Na Straży 1973/1/06, str. 12
Poprzedni artykuł
Wstecz

Co to jest życie!

Pewnego dnia kiedy różnobarwne ptaszki leśne naśpiewały się aż do zenitu, usiadłszy na gałęziach, milczenie przerwała uczona zięba i zapytała podniesionym głosem:

„Powiedzcie mi, co to jest życie?”

Nie namyślając się ani chwili odpowiedział skowronek: „Życie to śpiew!”

„Nie – zauważył kret aksamitny, który co dopiero czarny nosek wysunął z ziemi – Życie to walka w ciemności!”

„Ja sądzę, że życie to rozwój – szepnęła rozkwitająca róża do motylka, który właśnie krąży nad nią.

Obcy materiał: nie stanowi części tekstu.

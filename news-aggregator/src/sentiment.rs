//! Rule-based polarity scoring.
//!
//! Each token is looked up in a valence lexicon. Valence is adjusted by
//! intensity boosters and negations in the three preceding tokens, by
//! ALL-CAPS emphasis and by a contrastive "but". The summed valence is
//! normalized into a compound score in `[-1, 1]`.

use crate::traits::SentimentModel;
use crate::types::{AggregatorError, Result};
use once_cell::sync::Lazy;
use std::collections::HashMap;

const BOOSTER_INCREMENT: f64 = 0.293;
const CAPS_INCREMENT: f64 = 0.733;
const NEGATION_SCALAR: f64 = -0.74;
const EXCLAMATION_INCREMENT: f64 = 0.292;
const MAX_EXCLAMATIONS: usize = 4;
const NORMALIZATION_ALPHA: f64 = 15.0;

static LEXICON: Lazy<HashMap<&'static str, f64>> = Lazy::new(|| {
    [
        // positive
        ("love", 3.2), ("loved", 2.9), ("loves", 2.7), ("lovely", 2.8),
        ("great", 3.1), ("good", 1.9), ("best", 3.2), ("better", 1.9),
        ("excellent", 2.7), ("amazing", 2.8), ("awesome", 3.1), ("brilliant", 2.8),
        ("wonderful", 2.7), ("fantastic", 2.6), ("beautiful", 2.9), ("happy", 2.7),
        ("happily", 2.2), ("joy", 2.8), ("celebrate", 2.7), ("celebrates", 2.7),
        ("celebrated", 2.7), ("win", 2.8), ("wins", 2.7), ("won", 2.7),
        ("winner", 2.8), ("winning", 2.4), ("award", 2.5), ("awards", 2.5),
        ("acclaimed", 2.0), ("praise", 2.6), ("praised", 2.2), ("hit", 1.1),
        ("success", 2.7), ("successful", 2.8), ("triumph", 2.8), ("hope", 1.9),
        ("hopeful", 2.3), ("fun", 2.3), ("funny", 1.9), ("hilarious", 1.7),
        ("stunning", 1.6), ("thrilled", 1.9), ("excited", 1.4), ("exciting", 2.2),
        ("delight", 2.9), ("delightful", 2.8), ("favorite", 2.0), ("perfect", 2.7),
        ("record", 0.5), ("glad", 2.0), ("proud", 2.1), ("honor", 2.2),
        ("honored", 2.8), ("support", 1.7), ("friendship", 1.9), ("wedding", 1.6),
        ("engaged", 1.7), ("reunion", 1.5), ("comeback", 1.6), ("epic", 2.5),
        ("masterpiece", 3.1), ("charming", 2.8), ("inspiring", 2.3), ("heartwarming", 2.6),
        ("smash", 1.2), ("nominated", 1.2), ("nomination", 1.1), ("grateful", 2.0),
        ("thanks", 1.9), ("welcome", 2.0), ("win-win", 2.4), ("sweet", 2.0),
        // negative
        ("hate", -2.7), ("hated", -3.2), ("bad", -2.5), ("worst", -3.1),
        ("worse", -2.1), ("terrible", -2.1), ("awful", -2.0), ("horrible", -2.5),
        ("sad", -2.1), ("sadly", -1.9), ("tragic", -3.4), ("tragedy", -3.4),
        ("dies", -2.9), ("died", -2.6), ("death", -2.9), ("dead", -3.3),
        ("kill", -3.7), ("killed", -3.5), ("killing", -3.4), ("crash", -1.7),
        ("accident", -2.1), ("injured", -1.7), ("hurt", -2.4), ("pain", -2.3),
        ("lawsuit", -1.4), ("sued", -1.1), ("sues", -1.1), ("arrest", -1.4),
        ("arrested", -2.1), ("charged", -0.8), ("scandal", -1.9), ("fraud", -2.8),
        ("abuse", -3.2), ("attack", -2.1), ("fire", -1.4), ("fired", -2.6),
        ("fail", -2.5), ("failed", -2.3), ("failure", -2.3), ("flop", -1.4),
        ("lose", -1.3), ("loses", -1.3), ("lost", -1.3), ("loss", -1.3),
        ("cancel", -1.0), ("canceled", -1.0), ("cancelled", -1.0), ("divorce", -2.3),
        ("split", -0.6), ("feud", -1.8), ("fight", -1.6), ("angry", -2.3),
        ("outrage", -2.3), ("backlash", -1.5), ("controversy", -1.5), ("controversial", -0.8),
        ("slammed", -1.5), ("slams", -1.5), ("criticized", -1.5), ("boring", -1.3),
        ("disappointing", -2.2), ("disappointed", -1.9), ("problem", -1.7), ("crisis", -3.1),
        ("shocking", -1.7), ("shock", -1.6), ("fear", -2.2), ("afraid", -2.0),
        ("war", -2.9), ("threat", -2.4), ("danger", -2.4), ("dangerous", -2.1),
        ("illness", -2.1), ("sick", -2.3), ("cancer", -3.4), ("hospitalized", -1.8),
        ("guilty", -1.8), ("victim", -2.3), ("violence", -3.1), ("strike", -1.2),
        ("delay", -1.3), ("delayed", -0.9), ("broke", -1.8), ("ban", -2.6),
        ("banned", -2.0), ("leak", -0.9), ("leaked", -1.1), ("mourn", -1.8),
        ("mourns", -2.4), ("grief", -2.2), ("worried", -1.2), ("wrong", -2.1),
    ]
    .into_iter()
    .collect()
});

static BOOSTERS: Lazy<HashMap<&'static str, f64>> = Lazy::new(|| {
    [
        ("absolutely", BOOSTER_INCREMENT), ("completely", BOOSTER_INCREMENT),
        ("extremely", BOOSTER_INCREMENT), ("highly", BOOSTER_INCREMENT),
        ("hugely", BOOSTER_INCREMENT), ("incredibly", BOOSTER_INCREMENT),
        ("really", BOOSTER_INCREMENT), ("so", BOOSTER_INCREMENT),
        ("totally", BOOSTER_INCREMENT), ("truly", BOOSTER_INCREMENT),
        ("very", BOOSTER_INCREMENT), ("most", BOOSTER_INCREMENT),
        ("barely", -BOOSTER_INCREMENT), ("hardly", -BOOSTER_INCREMENT),
        ("slightly", -BOOSTER_INCREMENT), ("somewhat", -BOOSTER_INCREMENT),
        ("marginally", -BOOSTER_INCREMENT), ("partly", -BOOSTER_INCREMENT),
    ]
    .into_iter()
    .collect()
});

const NEGATIONS: &[&str] = &[
    "not", "no", "never", "none", "nobody", "nothing", "neither", "nor", "without",
    "cannot", "can't", "don't", "doesn't", "didn't", "isn't", "aren't", "wasn't",
    "weren't", "won't", "wouldn't", "couldn't", "shouldn't", "hasn't", "haven't", "hadn't",
];

#[derive(Debug, Clone, Copy, Default)]
pub struct LexiconSentiment;

impl LexiconSentiment {
    pub fn new() -> Self {
        Self
    }

    fn valence_sum(&self, text: &str) -> f64 {
        let raw_tokens: Vec<&str> = text
            .split_whitespace()
            .map(|t| t.trim_matches(|c: char| !c.is_alphanumeric() && c != '\'' && c != '-'))
            .filter(|t| !t.is_empty())
            .collect();
        let tokens: Vec<String> = raw_tokens.iter().map(|t| t.to_lowercase()).collect();

        let caps_differential = {
            let shouting = raw_tokens.iter().filter(|t| is_shouting(t)).count();
            shouting > 0 && shouting < raw_tokens.len()
        };
        let but_index = tokens.iter().position(|t| t == "but");

        let mut sum = 0.0;
        for (i, token) in tokens.iter().enumerate() {
            if BOOSTERS.contains_key(token.as_str()) {
                continue;
            }
            let Some(&base) = LEXICON.get(token.as_str()) else {
                continue;
            };

            let mut valence = base;
            if caps_differential && is_shouting(raw_tokens[i]) {
                valence += CAPS_INCREMENT * valence.signum();
            }

            for distance in 1..=3 {
                if i < distance {
                    break;
                }
                let previous = tokens[i - distance].as_str();
                if let Some(&boost) = BOOSTERS.get(previous) {
                    let damping = match distance {
                        1 => 1.0,
                        2 => 0.95,
                        _ => 0.9,
                    };
                    valence += boost * damping * valence.signum();
                }
                if NEGATIONS.contains(&previous) || previous.ends_with("n't") {
                    valence *= NEGATION_SCALAR;
                }
            }

            if let Some(but) = but_index {
                valence *= if i < but { 0.5 } else if i > but { 1.5 } else { 1.0 };
            }

            sum += valence;
        }

        let exclamations = text.matches('!').count().min(MAX_EXCLAMATIONS);
        if sum != 0.0 {
            sum += exclamations as f64 * EXCLAMATION_INCREMENT * sum.signum();
        }
        sum
    }
}

fn is_shouting(token: &str) -> bool {
    token.chars().filter(|c| c.is_alphabetic()).count() > 1
        && token.chars().all(|c| !c.is_lowercase())
}

fn normalize(sum: f64) -> f64 {
    (sum / (sum * sum + NORMALIZATION_ALPHA).sqrt()).clamp(-1.0, 1.0)
}

impl SentimentModel for LexiconSentiment {
    fn name(&self) -> &str {
        "lexicon"
    }

    fn compound(&self, text: &str) -> Result<f64> {
        let compound = normalize(self.valence_sum(text));
        if !compound.is_finite() {
            return Err(AggregatorError::Enrichment(format!(
                "non-finite polarity for text of {} chars",
                text.len()
            )));
        }
        Ok(compound)
    }
}

#[cfg(test)]
mod tests {
    use super::*;
    use crate::types::Sentiment;

    fn label(text: &str) -> Sentiment {
        Sentiment::from_compound(LexiconSentiment::new().compound(text).unwrap())
    }

    #[test]
    fn scores_clear_polarity() {
        assert_eq!(label("Film Wins Award"), Sentiment::Positive);
        assert_eq!(label("Beloved actor dies after tragic crash"), Sentiment::Negative);
        assert_eq!(label("Studio announces release date for sequel"), Sentiment::Neutral);
    }

    #[test]
    fn negation_flips_polarity() {
        assert_eq!(label("The movie is good"), Sentiment::Positive);
        assert_eq!(label("The movie is not good"), Sentiment::Negative);
        assert_eq!(label("The movie isn't bad"), Sentiment::Positive);
    }

    #[test]
    fn boosters_and_emphasis_increase_magnitude() {
        let model = LexiconSentiment::new();
        let plain = model.compound("a good film").unwrap();
        let boosted = model.compound("a very good film").unwrap();
        let shouted = model.compound("a GOOD film").unwrap();
        let exclaimed = model.compound("a good film!!").unwrap();
        assert!(boosted > plain);
        assert!(shouted > plain);
        assert!(exclaimed > plain);
    }

    #[test]
    fn contrastive_but_weights_second_clause() {
        assert_eq!(
            label("The cast was great but the plot was terrible and boring"),
            Sentiment::Negative
        );
    }

    #[test]
    fn compound_stays_in_range() {
        let model = LexiconSentiment::new();
        let text = "love love love love love love love love love love!!!!";
        let compound = model.compound(text).unwrap();
        assert!(compound <= 1.0 && compound > 0.9);
        assert_eq!(model.compound("").unwrap(), 0.0);
    }
}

Motylek ucałował różę i rzekł: „Życie nie jest niczym innym tylko radością”.

W następnej chwili dał się słyszeć głos kruka, który zakrakał: „Życie jest tylko smutkiem!”

Jakaś melancholijna muszka zabrzęczała: „Życie jest to tylko krótkie lato!”

„Ach, ono jest pracą i trudem” – westchnęła mrówka wlokąc źdźbło słomy.

Ale pliszka zatrzepotawszy skrzydełkami zawołała: „Życie to żart!”

Wtem zaczął padać deszcz, a kropelki jego mówiły: „Życie to dolina łez!”

Zaczął mrok zapadać i mały wróbelek odezwał się: „Wszyscy razem nic nie wiecie. Idźmy lepiej spać!”

Ale wietrzyk wieczorny zaszumiał wśród drzew, szepnął: „Życie to tylko sen!”

Potem wszystko ucichło i wszystko śniło. A kiedy poranek zaświtał, wietrzyk dziwnie zaczął świstać wołając: „Ach! życie jest właśnie wieczną tajemnicą!” Coraz jaśniej robiło się na świecie, słońce wstało i złociło wszystko promieniami swymi, cała zaś przyroda zdała się mówić: „Życie to dopiero początek!”